As illustrated in the figure below, this selfish scientist believes that the optimal posting time for his lab is around the time of the first submission of the paper. At this point, the risk of being scooped is small, while the benefits of preprint precedence and early citation are still substantial. I therefore encourage the first authors in my lab to post at the time of first submission. Conveniently, this also minimises the extra workload required for the posting of the preprint. The preprint is the version of the paper to be submitted to a journal, so no additional writing or formatting is required. Posting a preprint takes less than half an hour.

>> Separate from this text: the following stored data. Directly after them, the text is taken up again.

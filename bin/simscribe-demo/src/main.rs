//! ---
//! ssc_section: "04-demo-tooling"
//! ssc_subsection: "binary"
//! ssc_type: "source"
//! ssc_scope: "code"
//! ssc_description: "Binary entrypoint for the SimScribe demonstration scenario."
//! ssc_version: "v0.1.0"
//! ssc_owner: "tbd"
//! ---
use std::path::PathBuf;
use std::sync::Arc;

use anyhow::{anyhow, Result};
use clap::{Parser, ValueEnum};
use simscribe_common::{ColourChoice, ExceptionInfo, LoggingConfig, ManualSimClock, Severity};
use simscribe_logger::facade::{LoggerName, SimLogger};
use simscribe_logger::registry;
use simscribe_logger::{sim_debug, sim_info, sim_warning};

#[derive(Debug, Parser)]
#[command(
    author,
    version,
    about = "SimScribe demonstration scenario",
    long_about = None
)]
struct Cli {
    #[arg(long, value_name = "FILE", help = "Path to configuration file")]
    config: Option<PathBuf>,

    #[arg(long, value_enum, help = "Override the colour policy")]
    colour: Option<CliColour>,

    #[arg(long, value_name = "LEVEL", help = "Override the severity threshold")]
    level: Option<String>,
}

#[derive(Debug, Clone, Copy, ValueEnum)]
enum CliColour {
    Auto,
    Always,
    Never,
}

impl From<CliColour> for ColourChoice {
    fn from(value: CliColour) -> Self {
        match value {
            CliColour::Auto => ColourChoice::Auto,
            CliColour::Always => ColourChoice::Always,
            CliColour::Never => ColourChoice::Never,
        }
    }
}

fn main() -> Result<()> {
    let cli = Cli::parse();

    let mut candidates = Vec::new();
    if let Some(path) = &cli.config {
        candidates.push(path.clone());
    }
    candidates.push(PathBuf::from("configs/simscribe.dev.toml"));

    let mut config = LoggingConfig::load(&candidates)?;
    if let Some(colour) = cli.colour {
        config.colour = colour.into();
    }
    if let Some(level) = &cli.level {
        config.level = level.parse::<Severity>().map_err(|err| anyhow!(err))?;
    }

    registry::on_init(|| {
        let _ = registry::info(format_args!("logging online"));
    });

    let clock = Arc::new(ManualSimClock::new());
    let top = registry::init("sim", &config, clock.clone())?;
    registry::on_level_change(&top.lock(), |level| {
        eprintln!("top logger level is now {}", level);
    });

    {
        let logger = top.lock();
        logger.header("SimScribe demonstration\nbring-up and fault scenario")?;
        sim_info!(logger, "scenario starting with seed {:#x}", 0xA11CEu32)?;
    }

    clock.advance(3_200_000); // 3.2 ns
    let monitor = SimLogger::build(LoggerName::new().with_module("axi").with_name("monitor"))?;
    sim_info!(monitor, "reset released after {} cycles", 4)?;

    clock.advance(9_300_000);
    sim_debug!(monitor, "beat accepted on channel {}", "AW")?;
    sim_warning!(monitor, "response delayed\nexpected 2 beats, saw 1")?;

    clock.advance(40_000_000);
    let fault = ExceptionInfo::new("ProtocolError", "write response before address phase")
        .with_trace("at axi.monitor.check_order\nat scheduler.tick");
    monitor.exception(fault, format_args!("transaction {:#06x} aborted", 0x2a))?;

    registry::set_top_level(Severity::Debug)?;
    registry::debug(format_args!("threshold lowered for drain phase"))?;

    clock.advance(7_500_000);
    top.lock().divider("scenario complete")?;

    Ok(())
}
//! ---
//! ssc_section: "03-logger-facade"
//! ssc_subsection: "module"
//! ssc_type: "source"
//! ssc_scope: "code"
//! ssc_description: "Logger facade and process registry for SimScribe."
//! ssc_version: "v0.1.0"
//! ssc_owner: "tbd"
//! ---
//! The process-scoped logging registry.
//!
//! One explicit state object with an init/teardown lifecycle: the top
//! logger, the shared formatter and handlers, callbacks queued before init
//! (flushed exactly once, in registration order), and level-change
//! notification records. A second `init` call fails with
//! [`LoggerError::AlreadyInitialized`].

use std::fmt;
use std::sync::Arc;

use once_cell::sync::Lazy;
use parking_lot::Mutex;

use simscribe_common::config::LoggingConfig;
use simscribe_common::{CallSite, ExceptionInfo, Severity, SimTimeSource};
use simscribe_format::{ColumnFormatter, SeverityPalette};

use crate::facade::{LoggerName, SimLogger};
use crate::handlers::{ConsoleHandler, FileHandler, LogHandler};
use crate::logger::Logger;
use crate::{LoggerError, Result};

type InitCallback = Box<dyn FnOnce() + Send>;
type LevelCallback = Arc<dyn Fn(Severity) + Send + Sync>;

struct NotifyRecord {
    logger: String,
    level: Severity,
    callback: LevelCallback,
}

struct RegistryState {
    top_name: Option<String>,
    top: Option<Arc<Mutex<SimLogger>>>,
    formatter: Option<Arc<ColumnFormatter>>,
    level: Severity,
    handlers: Vec<Arc<dyn LogHandler>>,
    init_cbs: Vec<InitCallback>,
    notify_cbs: Vec<NotifyRecord>,
}

impl Default for RegistryState {
    fn default() -> Self {
        Self {
            top_name: None,
            top: None,
            formatter: None,
            level: Severity::Info,
            handlers: Vec::new(),
            init_cbs: Vec::new(),
            notify_cbs: Vec::new(),
        }
    }
}

// Callbacks always run with the registry lock released, so they are free to
// create loggers or emit through the top logger.
static STATE: Lazy<Mutex<RegistryState>> = Lazy::new(|| Mutex::new(RegistryState::default()));

fn build_stack(
    config: &LoggingConfig,
    clock: Arc<dyn SimTimeSource>,
) -> Result<(Arc<ColumnFormatter>, Vec<Arc<dyn LogHandler>>, Severity)> {
    let palette = config.colour.enabled().then(SeverityPalette::standard);
    let formatter = Arc::new(ColumnFormatter::new(&config.formatter, palette, clock)?);
    let mut handlers: Vec<Arc<dyn LogHandler>> = Vec::new();
    if config.handlers.console {
        handlers.push(Arc::new(ConsoleHandler::new()));
    }
    if let Some(path) = &config.handlers.file {
        handlers.push(Arc::new(FileHandler::open(path)?));
    }
    Ok((formatter, handlers, config.effective_level()))
}

/// Initialize process-wide logging and return the top logger.
///
/// Fails with [`LoggerError::AlreadyInitialized`] on a second call; the
/// configuration is compiled fail-fast before any state changes, so a
/// rejected setup leaves the registry untouched. Callbacks queued with
/// [`on_init`] run exactly once, in registration order, before this
/// returns.
pub fn init(
    top: &str,
    config: &LoggingConfig,
    clock: Arc<dyn SimTimeSource>,
) -> Result<Arc<Mutex<SimLogger>>> {
    let (formatter, handlers, level) = build_stack(config, clock)?;

    let (top_logger, pending) = {
        let mut state = STATE.lock();
        if let Some(existing) = &state.top_name {
            return Err(LoggerError::AlreadyInitialized(existing.clone()));
        }
        let mut logger = Logger::new(top, level, formatter.clone());
        for handler in &handlers {
            logger.add_handler(handler.clone());
        }
        let top_logger = Arc::new(Mutex::new(SimLogger::from_logger(logger)));
        state.top_name = Some(top.to_owned());
        state.top = Some(top_logger.clone());
        state.formatter = Some(formatter);
        state.level = level;
        state.handlers = handlers;
        (top_logger, std::mem::take(&mut state.init_cbs))
    };

    for callback in pending {
        callback();
    }
    Ok(top_logger)
}

/// Replace the formatter, handlers and threshold of the running registry.
///
/// Fails with [`LoggerError::NotInitialized`] before [`init`].
pub fn configure(config: &LoggingConfig, clock: Arc<dyn SimTimeSource>) -> Result<()> {
    let (formatter, handlers, level) = build_stack(config, clock)?;

    let top = {
        let mut state = STATE.lock();
        if state.top_name.is_none() {
            return Err(LoggerError::NotInitialized);
        }
        state.formatter = Some(formatter.clone());
        state.level = level;
        state.handlers = handlers.clone();
        state.top.clone()
    };
    if let Some(top) = top {
        top.lock()
            .inner_mut()
            .reconfigure(level, formatter, handlers);
    }
    Ok(())
}

/// Tear the registry down, dropping the top logger and every callback.
///
/// Primarily for tests and embedding hosts that restart the simulator
/// in-process; idempotent.
pub fn teardown() {
    let mut state = STATE.lock();
    *state = RegistryState::default();
}

/// Whether `init` has completed.
pub fn is_initialized() -> bool {
    STATE.lock().top_name.is_some()
}

/// Name passed to `init`, when initialized.
pub fn top_name() -> Option<String> {
    STATE.lock().top_name.clone()
}

/// The top logger, shared process-wide.
pub fn top_logger() -> Result<Arc<Mutex<SimLogger>>> {
    STATE.lock().top.clone().ok_or(LoggerError::NotInitialized)
}

/// Build a logger named under the top logger, inheriting the registry's
/// formatter, threshold and handlers.
pub fn new_logger(spec: LoggerName<'_>) -> Result<SimLogger> {
    let state = STATE.lock();
    let top = state.top_name.as_deref().ok_or(LoggerError::NotInitialized)?;
    let formatter = state.formatter.clone().ok_or(LoggerError::NotInitialized)?;
    let mut logger = Logger::new(spec.resolve(top), state.level, formatter);
    for handler in &state.handlers {
        logger.add_handler(handler.clone());
    }
    Ok(SimLogger::from_logger(logger))
}

/// Run a callback once logging is initialized.
///
/// Registered before [`init`], the callback is queued and flushed during
/// `init` in registration order; afterwards it runs immediately.
pub fn on_init<F>(callback: F)
where
    F: FnOnce() + Send + 'static,
{
    let immediate = {
        let mut state = STATE.lock();
        if state.top_name.is_some() {
            Some(callback)
        } else {
            state.init_cbs.push(Box::new(callback));
            None
        }
    };
    if let Some(callback) = immediate {
        callback();
    }
}

/// Register a callback fired whenever the named logger's effective level
/// changes.
pub fn on_level_change<F>(logger: &SimLogger, callback: F)
where
    F: Fn(Severity) + Send + Sync + 'static,
{
    let mut state = STATE.lock();
    state.notify_cbs.push(NotifyRecord {
        logger: logger.name().to_owned(),
        level: logger.level(),
        callback: Arc::new(callback),
    });
}

/// Fire registered callbacks for a logger whose level moved to `level`.
pub(crate) fn notify_level_change(name: &str, level: Severity) {
    let to_fire: Vec<LevelCallback> = {
        let mut state = STATE.lock();
        state
            .notify_cbs
            .iter_mut()
            .filter(|record| record.logger == name && record.level != level)
            .map(|record| {
                record.level = level;
                record.callback.clone()
            })
            .collect()
    };
    for callback in to_fire {
        callback(level);
    }
}

/// Replace the top logger's threshold, firing change notifications.
pub fn set_top_level(level: Severity) -> Result<()> {
    let top = top_logger()?;
    top.lock().set_level(level);
    Ok(())
}

#[track_caller]
fn emit_top(severity: Severity, args: fmt::Arguments<'_>) -> Result<()> {
    let site = CallSite::here();
    let top = top_logger()?;
    let guard = top.lock();
    guard.log_with_site(severity, site, args)
}

/// Emit through the top logger with severity `Critical`.
#[track_caller]
pub fn critical(args: fmt::Arguments<'_>) -> Result<()> {
    emit_top(Severity::Critical, args)
}

/// Emit through the top logger with severity `Error`.
#[track_caller]
pub fn error(args: fmt::Arguments<'_>) -> Result<()> {
    emit_top(Severity::Error, args)
}

/// Emit through the top logger with severity `Error` plus exception details.
#[track_caller]
pub fn exception(exception: ExceptionInfo, args: fmt::Arguments<'_>) -> Result<()> {
    let top = top_logger()?;
    let guard = top.lock();
    guard.exception(exception, args)
}

/// Emit through the top logger with severity `Warning`.
#[track_caller]
pub fn warning(args: fmt::Arguments<'_>) -> Result<()> {
    emit_top(Severity::Warning, args)
}

/// Emit through the top logger with severity `Info`.
#[track_caller]
pub fn info(args: fmt::Arguments<'_>) -> Result<()> {
    emit_top(Severity::Info, args)
}

/// Emit through the top logger with severity `Debug`.
#[track_caller]
pub fn debug(args: fmt::Arguments<'_>) -> Result<()> {
    emit_top(Severity::Debug, args)
}

/// Emit through the top logger with severity `DeepDebug`.
#[track_caller]
pub fn deep_debug(args: fmt::Arguments<'_>) -> Result<()> {
    emit_top(Severity::DeepDebug, args)
}
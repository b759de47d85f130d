//! ---
//! ssc_section: "02-format-engine"
//! ssc_subsection: "module"
//! ssc_type: "source"
//! ssc_scope: "code"
//! ssc_description: "Columnar rendering engine for SimScribe log events."
//! ssc_version: "v0.1.0"
//! ssc_owner: "tbd"
//! ---
//! Severity-keyed ANSI colour decoration.
//!
//! Colour codes are applied after truncation and padding, so they never
//! count toward any computed column width.

use indexmap::IndexMap;
use simscribe_common::Severity;

use crate::{FormatterError, Result};

/// Raw ANSI escape sequences used by the palette.
pub mod ansi {
    /// Reset the foreground to the terminal default.
    pub const DEFAULT_FG: &str = "\x1b[39m";
    /// Reset the background to the terminal default.
    pub const DEFAULT_BG: &str = "\x1b[49m";
    /// Reset both planes.
    pub const DEFAULT: &str = "\x1b[49m\x1b[39m";
    /// Black foreground.
    pub const BLACK_FG: &str = "\x1b[30m";
    /// Red foreground.
    pub const RED_FG: &str = "\x1b[31m";
    /// Yellow foreground.
    pub const YELLOW_FG: &str = "\x1b[33m";
    /// Blue foreground.
    pub const BLUE_FG: &str = "\x1b[34m";
    /// Red background.
    pub const RED_BG: &str = "\x1b[41m";
}

/// One colour wrapping applied around rendered text.
#[derive(Debug, Clone, PartialEq, Eq)]
pub struct Style {
    prefix: String,
    suffix: String,
}

impl Style {
    /// Style from explicit open and close sequences.
    pub fn new(prefix: impl Into<String>, suffix: impl Into<String>) -> Self {
        Self {
            prefix: prefix.into(),
            suffix: suffix.into(),
        }
    }

    /// Wrap text in the style's open/close sequences.
    pub fn wrap(&self, text: &str) -> String {
        format!("{}{}{}", self.prefix, text, self.suffix)
    }
}

/// Severity→style table consulted by the decorator.
///
/// The standard table maps the five standard severities; `DeepDebug` has no
/// default entry, so colourizing deep-debug records without registering one
/// is a programming error surfaced as
/// [`FormatterError::MissingColour`].
#[derive(Debug, Clone)]
pub struct SeverityPalette {
    styles: IndexMap<Severity, Style>,
}

impl Default for SeverityPalette {
    fn default() -> Self {
        let mut styles = IndexMap::new();
        styles.insert(
            Severity::Debug,
            Style::new(ansi::DEFAULT, ansi::DEFAULT),
        );
        styles.insert(
            Severity::Info,
            Style::new(format!("{}{}", ansi::DEFAULT_BG, ansi::BLUE_FG), ansi::DEFAULT),
        );
        styles.insert(
            Severity::Warning,
            Style::new(
                format!("{}{}", ansi::DEFAULT_BG, ansi::YELLOW_FG),
                ansi::DEFAULT,
            ),
        );
        styles.insert(
            Severity::Error,
            Style::new(format!("{}{}", ansi::DEFAULT_BG, ansi::RED_FG), ansi::DEFAULT),
        );
        styles.insert(
            Severity::Critical,
            Style::new(format!("{}{}", ansi::RED_BG, ansi::BLACK_FG), ansi::DEFAULT),
        );
        Self { styles }
    }
}

impl SeverityPalette {
    /// The standard five-severity table.
    pub fn standard() -> Self {
        Self::default()
    }

    /// Register or replace the style for a severity.
    pub fn insert(&mut self, severity: Severity, style: Style) {
        self.styles.insert(severity, style);
    }

    /// Style for a severity, or [`FormatterError::MissingColour`].
    pub fn style(&self, severity: Severity) -> Result<&Style> {
        self.styles
            .get(&severity)
            .ok_or(FormatterError::MissingColour(severity))
    }

    /// Wrap text in the severity's style.
    pub fn wrap(&self, severity: Severity, text: &str) -> Result<String> {
        Ok(self.style(severity)?.wrap(text))
    }

    /// Wrap every line of a block independently, so colour state never
    /// depends on how a terminal treats raw newlines.
    pub fn wrap_lines(&self, severity: Severity, text: &str) -> Result<String> {
        let style = self.style(severity)?;
        Ok(text
            .split('\n')
            .map(|line| style.wrap(line))
            .collect::<Vec<_>>()
            .join("\n"))
    }

    /// Wrap a blank padding run in reset codes, keeping continuation-line
    /// indents byte-aligned with a colourized severity column.
    pub fn reset_pad(pad: &str) -> String {
        format!("{}{}{}", ansi::DEFAULT, pad, ansi::DEFAULT)
    }
}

I expect that as preprints become more widely used, incentives will shift. Preprints will more often be cited, enhancing the preprint-precedence and early-citation benefits. This will shift the selfish scientist’s optimal time of preprint posting to an earlier point, where an initial round of responses can help improve the paper before a journal vets it for a place in its pages. For now, we post at the time of the first submission.

 

 

preprint benefits afo posting time

Benefits and costs to the authors of posting preprints as a function of the time of posting. This figure considers the benefits and costs of posting a preprint at a point in time ranging from a year before (-1) to a year after (1, around the time of appearance in a journal) initial submission (0). The OA benefit (green) of posting a preprint is independent of the time of posting. This benefit is also available by posting the preprint after publication of the paper in a journal. The preprint-precedence (blue) and early-citation (cyan) benefits grow by an equal amount with every month prior to journal publication that the paper is out as a preprint. This is based on the assumption that the rest of the scientific community, acting independently, is chipping away at the novelty and citations of the paper at a constant rate. When the paper is published in a journal (assumed at 1 year after initial submission), the preprint no longer accrues these benefits, so the lines reach 0 benefit at the time of the journal publication. Finally, the risk of being scooped (red) is large when the preprint is posted long before initial submission. At the time of submission, it is unlikely that a competitor starting from scratch can publish first in a journal. However, there is still the risk that competitors who were already working on related projects accelerate these and achieve precedence in terms of journal publication as a result. The sum total (black) of the benefits and the cost associated with the risk of being scooped peaks slightly before the time of the first submission to a journal. The figure serves to illustrate my own rationale for posting around the time of the first submission of a paper to a journal. It is not based on objective data, but on subjective estimation of the costs and benefits for a typical paper from my own lab.